Well, the first key is to avoid an account breakage. And so we're not doing it all at once. As I mentioned, this is a two-year journey. And of course, we're adding resources with specialization on the new products. And so those folks are helping do the cross-sell and have a chance to hunt for new customers. So the key really, I think, is we will minimize the breakage of the rep associations with customers in the accounts. And Ed, is there anything you'd like to add to that?

EM
Ed McGowanCFO

Yes, I'd just say that as mentioned, we're working with one of the large consulting firms and bringing some expertise in to help us think through that. But absolutely, we want to be very careful with how we think about the movement from hunting to farming and how we support customers going forward. The less breakage, the better.

RJ
Rishi JaluriaAnalyst

Got it. No, that's helpful. And then just really quickly on Edgio.

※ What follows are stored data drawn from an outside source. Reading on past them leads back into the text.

use dupestream::duplicates::{
    ClassifierFactory, ConsumerCoordinator, CoordinatorError, DuplicateFinder, FinderConfig,
    FinderError, SharedTables,
};
use dupestream::events::stage_channel;
use std::fs::{self, File};
use std::io::Write;
use std::sync::Arc;
use tempfile::tempdir;

#[test]
fn test_scan_non_existent_path() {
    let finder = DuplicateFinder::with_defaults();
    let result = finder.find_duplicates(std::path::Path::new("/non/existent/path/12345"));

    match result {
        Err(FinderError::PathNotFound(path)) => {
            assert!(path.to_string_lossy().contains("non/existent/path/12345"));
        }
        _ => panic!("Expected PathNotFound error, got {:?}", result),
    }
}

#[test]
fn test_scan_file_instead_of_directory() {
    let dir = tempdir().unwrap();
    let file_path = dir.path().join("file.txt");
    File::create(&file_path).unwrap();

    let finder = DuplicateFinder::with_defaults();
    let result = finder.find_duplicates(&file_path);

    match result {
        Err(FinderError::NotADirectory(path)) => {
            assert!(path.to_string_lossy().contains("file.txt"));
        }
        _ => panic!("Expected NotADirectory error, got {:?}", result),
    }
}

#[test]
fn test_invalid_worker_count_stops_before_work() {
    let dir = tempdir().unwrap();
    File::create(dir.path().join("a.txt"))
        .unwrap()
        .write_all(b"content")
        .unwrap();

    let finder = DuplicateFinder::new(FinderConfig {
        workers: 0,
        ..FinderConfig::default()
    });

    let result = finder.find_duplicates(dir.path());
    assert!(matches!(result, Err(FinderError::InvalidWorkerCount(0))));
}

#[test]
fn test_coordinator_double_start_is_invalid_state() {
    let (_tx, rx) = crossbeam_channel::unbounded();
    let tables = Arc::new(SharedTables::new());
    let factory = ClassifierFactory::new(tables);
    let (notifier, _signals) = stage_channel();

    let mut coordinator = ConsumerCoordinator::new(rx, factory, 2, notifier);

    assert!(coordinator.consume().is_ok());
    assert!(matches!(
        coordinator.consume(),
        Err(CoordinatorError::AlreadyStarted)
    ));
}

#[cfg(unix)]
#[test]
fn test_unreadable_file_does_not_abort_the_run() {
    use std::os::unix::fs::PermissionsExt;

    let dir = tempdir().unwrap();

    // A pair of readable duplicates plus one unreadable file
    File::create(dir.path().join("a.txt"))
        .unwrap()
        .write_all(b"public")
        .unwrap();
    File::create(dir.path().join("b.txt"))
        .unwrap()
        .write_all(b"public")
        .unwrap();

    let locked = dir.path().join("locked.txt");
    File::create(&locked)
        .unwrap()
        .write_all(b"secret")
        .unwrap();
    let mut perms = fs::metadata(&locked).unwrap().permissions();
    perms.set_mode(0o000);
    fs::set_permissions(&locked, perms).unwrap();

    if File::open(&locked).is_ok() {
        // Running as root; permission bits cannot make the file
        // unreadable here
        return;
    }

    let summary = DuplicateFinder::with_defaults()
        .find_duplicates(dir.path())
        .unwrap();

    // Restore permissions so the tempdir can be cleaned up
    let mut perms = fs::metadata(&locked).unwrap().permissions();
    perms.set_mode(0o644);
    fs::set_permissions(&locked, perms).unwrap();

    // The unreadable file is dropped; the readable pair is still found
    assert_eq!(summary.duplicate_regular, 1);
    assert!(summary.errors >= 1);
}

#[cfg(unix)]
#[test]
fn test_unreadable_subdirectory_continues_with_siblings() {
    use std::os::unix::fs::PermissionsExt;

    let dir = tempdir().unwrap();
    let locked_dir = dir.path().join("no_access");
    fs::create_dir(&locked_dir).unwrap();
    File::create(locked_dir.join("hidden.txt"))
        .unwrap()
        .write_all(b"secret")
        .unwrap();

    let mut perms = fs::metadata(&locked_dir).unwrap().permissions();
    perms.set_mode(0o000);
    fs::set_permissions(&locked_dir, perms).unwrap();

    if fs::read_dir(&locked_dir).is_ok() {
        // Running as root; permission bits cannot block traversal here
        let mut perms = fs::metadata(&locked_dir).unwrap().permissions();
        perms.set_mode(0o755);
        fs::set_permissions(&locked_dir, perms).unwrap();
        return;
    }

    File::create(dir.path().join("ok1.txt"))
        .unwrap()
        .write_all(b"visible")
        .unwrap();
    File::create(dir.path().join("ok2.txt"))
        .unwrap()
        .write_all(b"visible")
        .unwrap();

    let result = DuplicateFinder::with_defaults().find_duplicates(dir.path());

    let mut perms = fs::metadata(&locked_dir).unwrap().permissions();
    perms.set_mode(0o755);
    fs::set_permissions(&locked_dir, perms).unwrap();

    let summary = result.unwrap();
    assert_eq!(summary.duplicate_regular, 1);
    assert!(summary.errors >= 1);
}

I appreciate the color and the detailed guide. As we think maybe a little bit more longer term, given Edgio's out of the fold now, and you have those contracts and assets, how should we be thinking about the pricing environment for the delivery? And can just having fewer players in the space help maybe lead to a less aggressive pricing environment? Thanks.

EM
Ed McGowanCFO

Yes. This really depends on the various groups of customers. For some of our larger, high-volume clients, we are observing a degree of rationalization and longer contract terms, which is beneficial. With fewer competitors in the market, we could see improved pricing, and we are beginning to notice this trend. Overall, it's improving slightly, but the business relies heavily on volume. As volumes continue to increase, we may still experience a general downward trend in pricing, although we hope to see that slow down a bit in the future.

Operator

The next question comes from John DiFucci with Guggenheim. Please go ahead.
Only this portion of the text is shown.